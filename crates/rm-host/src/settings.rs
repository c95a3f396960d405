//! User settings, loaded from YAML.
//!
//! Every field has a default, so an empty file (or no file) is valid.
//!
//! ```yaml
//! frequency: 220
//! amplitude: 0.5
//! waveform: triangle
//! interpolation: linear
//! block_size: 256
//! ```

use rm_dsp::{Interpolation, Waveform, DEFAULT_TABLE_SIZE};
use rm_engine::EngineConfig;
use serde::Deserialize;
use std::path::Path;
use tracing::warn;

use crate::error::SettingsError;

/// Lowest carrier frequency the control surface offers.
pub const FREQUENCY_MIN: f32 = 20.0;
/// Highest carrier frequency the control surface offers.
pub const FREQUENCY_MAX: f32 = 4000.0;

/// Clamp a user-entered frequency to the control surface's dial range.
pub fn clamp_frequency(hz: f32) -> f32 {
    if hz.is_nan() {
        FREQUENCY_MIN
    } else {
        hz.clamp(FREQUENCY_MIN, FREQUENCY_MAX)
    }
}

#[derive(Clone, Debug, PartialEq, Deserialize)]
#[serde(default, deny_unknown_fields)]
pub struct Settings {
    /// Carrier frequency in Hz.
    pub frequency: f32,
    /// Carrier scale before multiplication.
    pub amplitude: f32,
    /// Start with the effect engaged.
    pub enabled: bool,
    pub waveform: Waveform,
    pub interpolation: Interpolation,
    pub table_size: usize,
    /// Activity indicator time constant.
    pub activity_time_ms: f32,
    /// Frames per block for offline rendering.
    pub block_size: usize,
}

impl Default for Settings {
    fn default() -> Self {
        let engine = EngineConfig::default();
        Self {
            frequency: engine.default_frequency,
            amplitude: engine.amplitude,
            enabled: engine.enabled,
            waveform: engine.waveform,
            interpolation: engine.interpolation,
            table_size: DEFAULT_TABLE_SIZE,
            activity_time_ms: engine.activity_time_ms,
            block_size: rm_dsp::BLOCK_SIZE,
        }
    }
}

impl Settings {
    pub fn from_yaml(text: &str) -> Result<Self, SettingsError> {
        // An empty document deserializes as unit, not as an empty map.
        if text.trim().is_empty() {
            return Ok(Self::default());
        }
        Ok(serde_yaml::from_str(text)?)
    }

    pub fn load(path: &Path) -> Result<Self, SettingsError> {
        let text = std::fs::read_to_string(path).map_err(|source| SettingsError::Read {
            path: path.to_path_buf(),
            source,
        })?;
        Self::from_yaml(&text)
    }

    /// Engine defaults for a new session. The frequency is held to the
    /// control surface range.
    pub fn engine_config(&self) -> EngineConfig {
        let frequency = clamp_frequency(self.frequency);
        if frequency != self.frequency {
            warn!(requested = self.frequency, frequency, "frequency clamped to control range");
        }
        EngineConfig {
            table_size: self.table_size,
            waveform: self.waveform,
            interpolation: self.interpolation,
            default_frequency: frequency,
            amplitude: self.amplitude,
            enabled: self.enabled,
            activity_time_ms: self.activity_time_ms,
        }
    }
}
========
__Directions for this task__.
Look through the entries above, and wherever a line holds the string "amplitude", copy it.

__Exercise output__.
//! amplitude: 0.5
    pub amplitude: f32,
            amplitude: engine.amplitude,
            amplitude: self.amplitude,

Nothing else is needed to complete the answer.